Excerpts from a dataset

......

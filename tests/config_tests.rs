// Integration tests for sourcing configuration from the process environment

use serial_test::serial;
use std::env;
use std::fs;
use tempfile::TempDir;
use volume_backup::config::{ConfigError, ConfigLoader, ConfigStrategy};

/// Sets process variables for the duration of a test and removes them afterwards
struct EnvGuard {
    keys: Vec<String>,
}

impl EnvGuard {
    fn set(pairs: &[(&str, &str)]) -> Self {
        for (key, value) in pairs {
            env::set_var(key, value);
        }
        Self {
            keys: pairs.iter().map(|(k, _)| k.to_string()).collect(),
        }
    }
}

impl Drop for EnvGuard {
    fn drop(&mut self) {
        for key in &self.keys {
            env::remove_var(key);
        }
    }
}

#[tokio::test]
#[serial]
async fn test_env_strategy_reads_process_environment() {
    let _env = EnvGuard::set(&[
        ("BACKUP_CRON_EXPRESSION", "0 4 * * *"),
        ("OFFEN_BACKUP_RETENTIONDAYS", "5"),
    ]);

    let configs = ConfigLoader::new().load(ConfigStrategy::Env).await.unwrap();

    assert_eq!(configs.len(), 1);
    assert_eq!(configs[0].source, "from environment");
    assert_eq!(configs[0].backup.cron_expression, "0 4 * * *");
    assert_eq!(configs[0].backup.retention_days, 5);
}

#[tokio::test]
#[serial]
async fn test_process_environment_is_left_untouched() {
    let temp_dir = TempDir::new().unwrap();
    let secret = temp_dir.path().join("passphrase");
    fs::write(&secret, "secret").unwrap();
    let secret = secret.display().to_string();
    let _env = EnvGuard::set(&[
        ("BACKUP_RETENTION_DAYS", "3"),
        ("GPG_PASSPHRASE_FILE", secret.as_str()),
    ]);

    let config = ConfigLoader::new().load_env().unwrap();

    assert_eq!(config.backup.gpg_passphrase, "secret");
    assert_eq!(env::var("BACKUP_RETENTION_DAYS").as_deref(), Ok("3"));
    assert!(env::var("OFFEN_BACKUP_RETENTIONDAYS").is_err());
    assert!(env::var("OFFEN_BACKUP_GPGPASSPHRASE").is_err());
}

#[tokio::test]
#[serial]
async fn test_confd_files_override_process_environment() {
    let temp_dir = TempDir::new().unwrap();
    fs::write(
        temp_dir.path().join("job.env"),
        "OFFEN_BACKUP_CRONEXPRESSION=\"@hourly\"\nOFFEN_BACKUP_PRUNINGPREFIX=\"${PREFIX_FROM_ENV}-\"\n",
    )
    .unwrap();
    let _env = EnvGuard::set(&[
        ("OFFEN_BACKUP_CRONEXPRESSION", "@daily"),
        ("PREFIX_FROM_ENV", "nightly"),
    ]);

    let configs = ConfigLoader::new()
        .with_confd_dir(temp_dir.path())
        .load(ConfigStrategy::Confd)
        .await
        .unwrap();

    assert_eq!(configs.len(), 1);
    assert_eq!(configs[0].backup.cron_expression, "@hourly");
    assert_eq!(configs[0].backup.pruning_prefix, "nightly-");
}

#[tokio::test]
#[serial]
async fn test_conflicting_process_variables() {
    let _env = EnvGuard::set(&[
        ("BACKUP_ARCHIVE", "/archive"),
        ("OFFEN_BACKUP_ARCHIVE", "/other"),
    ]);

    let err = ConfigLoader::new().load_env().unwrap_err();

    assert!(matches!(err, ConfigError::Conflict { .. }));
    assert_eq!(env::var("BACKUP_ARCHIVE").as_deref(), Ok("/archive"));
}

......

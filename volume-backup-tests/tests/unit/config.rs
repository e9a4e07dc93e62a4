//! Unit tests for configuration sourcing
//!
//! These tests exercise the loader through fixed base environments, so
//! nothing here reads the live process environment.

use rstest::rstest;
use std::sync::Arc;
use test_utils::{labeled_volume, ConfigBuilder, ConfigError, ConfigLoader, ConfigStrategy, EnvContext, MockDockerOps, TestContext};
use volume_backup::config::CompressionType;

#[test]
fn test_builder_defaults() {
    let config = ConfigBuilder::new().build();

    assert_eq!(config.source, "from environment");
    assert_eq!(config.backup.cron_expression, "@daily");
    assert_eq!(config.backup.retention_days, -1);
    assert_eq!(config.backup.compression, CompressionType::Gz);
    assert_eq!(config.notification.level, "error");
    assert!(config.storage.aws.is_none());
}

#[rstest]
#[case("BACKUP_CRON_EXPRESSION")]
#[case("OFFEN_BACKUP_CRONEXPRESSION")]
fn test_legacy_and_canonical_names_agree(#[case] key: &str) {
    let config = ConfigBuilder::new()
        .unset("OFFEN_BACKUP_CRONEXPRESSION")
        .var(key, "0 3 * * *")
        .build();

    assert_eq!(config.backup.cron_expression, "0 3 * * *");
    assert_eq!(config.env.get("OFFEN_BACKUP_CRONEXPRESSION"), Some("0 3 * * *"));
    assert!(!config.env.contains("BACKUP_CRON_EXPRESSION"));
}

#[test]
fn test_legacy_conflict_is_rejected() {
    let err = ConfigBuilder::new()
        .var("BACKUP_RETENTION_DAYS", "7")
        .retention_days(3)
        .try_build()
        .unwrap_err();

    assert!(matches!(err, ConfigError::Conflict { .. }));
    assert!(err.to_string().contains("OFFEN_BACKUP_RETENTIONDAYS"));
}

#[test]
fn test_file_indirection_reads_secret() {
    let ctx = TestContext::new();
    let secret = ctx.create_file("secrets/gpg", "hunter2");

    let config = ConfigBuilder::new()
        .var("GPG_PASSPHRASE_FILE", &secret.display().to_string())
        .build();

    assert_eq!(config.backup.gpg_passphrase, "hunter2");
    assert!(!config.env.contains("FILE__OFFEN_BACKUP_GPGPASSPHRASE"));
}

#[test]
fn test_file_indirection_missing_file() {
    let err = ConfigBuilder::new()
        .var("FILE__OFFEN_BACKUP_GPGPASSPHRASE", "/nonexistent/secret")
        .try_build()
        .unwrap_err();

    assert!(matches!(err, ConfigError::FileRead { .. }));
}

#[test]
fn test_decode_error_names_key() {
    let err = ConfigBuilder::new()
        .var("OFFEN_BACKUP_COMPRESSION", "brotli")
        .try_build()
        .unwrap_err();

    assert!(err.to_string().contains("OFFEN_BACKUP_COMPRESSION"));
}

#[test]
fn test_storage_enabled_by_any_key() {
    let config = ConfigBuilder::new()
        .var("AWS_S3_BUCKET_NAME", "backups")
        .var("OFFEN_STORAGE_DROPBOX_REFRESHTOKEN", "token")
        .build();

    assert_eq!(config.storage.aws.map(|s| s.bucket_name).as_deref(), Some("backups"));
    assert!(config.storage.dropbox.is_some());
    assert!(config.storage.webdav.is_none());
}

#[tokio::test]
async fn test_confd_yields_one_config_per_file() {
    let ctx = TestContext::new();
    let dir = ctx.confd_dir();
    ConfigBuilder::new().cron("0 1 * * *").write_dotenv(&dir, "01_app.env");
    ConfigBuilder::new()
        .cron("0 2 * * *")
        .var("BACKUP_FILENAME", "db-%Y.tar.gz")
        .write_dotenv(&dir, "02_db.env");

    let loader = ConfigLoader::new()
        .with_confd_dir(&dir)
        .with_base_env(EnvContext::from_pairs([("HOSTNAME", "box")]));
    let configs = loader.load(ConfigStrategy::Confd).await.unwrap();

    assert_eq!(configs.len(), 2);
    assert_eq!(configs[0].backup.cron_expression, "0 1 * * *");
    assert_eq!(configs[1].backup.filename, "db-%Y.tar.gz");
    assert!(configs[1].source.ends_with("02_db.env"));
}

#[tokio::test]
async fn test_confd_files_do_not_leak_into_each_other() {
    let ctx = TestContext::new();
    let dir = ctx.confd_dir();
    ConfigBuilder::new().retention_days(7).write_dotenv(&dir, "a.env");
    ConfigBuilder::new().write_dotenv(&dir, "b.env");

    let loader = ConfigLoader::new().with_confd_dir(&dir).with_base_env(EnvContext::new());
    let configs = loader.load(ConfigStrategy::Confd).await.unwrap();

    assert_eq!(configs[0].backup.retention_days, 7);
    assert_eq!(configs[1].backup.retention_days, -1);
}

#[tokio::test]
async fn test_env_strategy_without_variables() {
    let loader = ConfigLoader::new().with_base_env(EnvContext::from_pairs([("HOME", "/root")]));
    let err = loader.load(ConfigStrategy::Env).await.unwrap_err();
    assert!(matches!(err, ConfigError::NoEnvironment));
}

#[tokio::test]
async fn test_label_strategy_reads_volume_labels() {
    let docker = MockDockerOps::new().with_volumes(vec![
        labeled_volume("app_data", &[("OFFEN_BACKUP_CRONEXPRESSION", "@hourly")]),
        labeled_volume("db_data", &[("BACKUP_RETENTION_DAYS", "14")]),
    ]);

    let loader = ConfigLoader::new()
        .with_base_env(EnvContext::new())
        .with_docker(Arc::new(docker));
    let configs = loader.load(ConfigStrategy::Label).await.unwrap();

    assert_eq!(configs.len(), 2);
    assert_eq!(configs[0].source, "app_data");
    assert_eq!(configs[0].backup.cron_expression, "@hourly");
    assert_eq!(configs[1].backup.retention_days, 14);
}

......

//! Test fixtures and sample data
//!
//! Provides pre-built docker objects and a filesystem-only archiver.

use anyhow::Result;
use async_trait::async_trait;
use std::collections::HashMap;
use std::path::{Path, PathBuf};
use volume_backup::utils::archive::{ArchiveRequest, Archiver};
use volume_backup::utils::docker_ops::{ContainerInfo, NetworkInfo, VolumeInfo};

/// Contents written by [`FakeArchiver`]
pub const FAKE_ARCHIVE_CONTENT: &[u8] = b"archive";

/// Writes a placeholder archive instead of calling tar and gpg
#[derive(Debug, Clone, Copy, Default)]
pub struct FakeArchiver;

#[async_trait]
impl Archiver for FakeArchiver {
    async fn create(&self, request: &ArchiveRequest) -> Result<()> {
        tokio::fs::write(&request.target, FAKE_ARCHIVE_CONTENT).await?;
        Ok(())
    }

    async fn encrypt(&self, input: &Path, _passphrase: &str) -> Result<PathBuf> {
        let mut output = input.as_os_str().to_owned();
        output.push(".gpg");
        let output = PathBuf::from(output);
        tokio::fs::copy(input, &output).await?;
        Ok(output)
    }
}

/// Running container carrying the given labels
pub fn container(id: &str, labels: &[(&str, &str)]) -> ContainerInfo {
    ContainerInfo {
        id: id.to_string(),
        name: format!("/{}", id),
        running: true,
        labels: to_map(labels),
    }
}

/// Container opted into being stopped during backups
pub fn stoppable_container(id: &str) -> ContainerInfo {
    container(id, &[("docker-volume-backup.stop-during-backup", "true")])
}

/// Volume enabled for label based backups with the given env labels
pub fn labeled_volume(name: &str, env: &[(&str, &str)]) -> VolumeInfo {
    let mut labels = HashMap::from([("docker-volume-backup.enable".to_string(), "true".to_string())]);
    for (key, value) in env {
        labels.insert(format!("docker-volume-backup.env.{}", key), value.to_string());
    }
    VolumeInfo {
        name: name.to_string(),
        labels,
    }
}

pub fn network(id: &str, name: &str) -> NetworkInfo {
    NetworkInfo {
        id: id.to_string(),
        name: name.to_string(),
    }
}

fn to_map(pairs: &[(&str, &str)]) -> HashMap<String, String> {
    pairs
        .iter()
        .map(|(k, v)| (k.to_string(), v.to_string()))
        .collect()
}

......

_PROBLEM STATEMENT_. For every line of the records above that holds the word "ConfigStrategy", count one, and state the total only.

_YOUR SOLUTION_. 8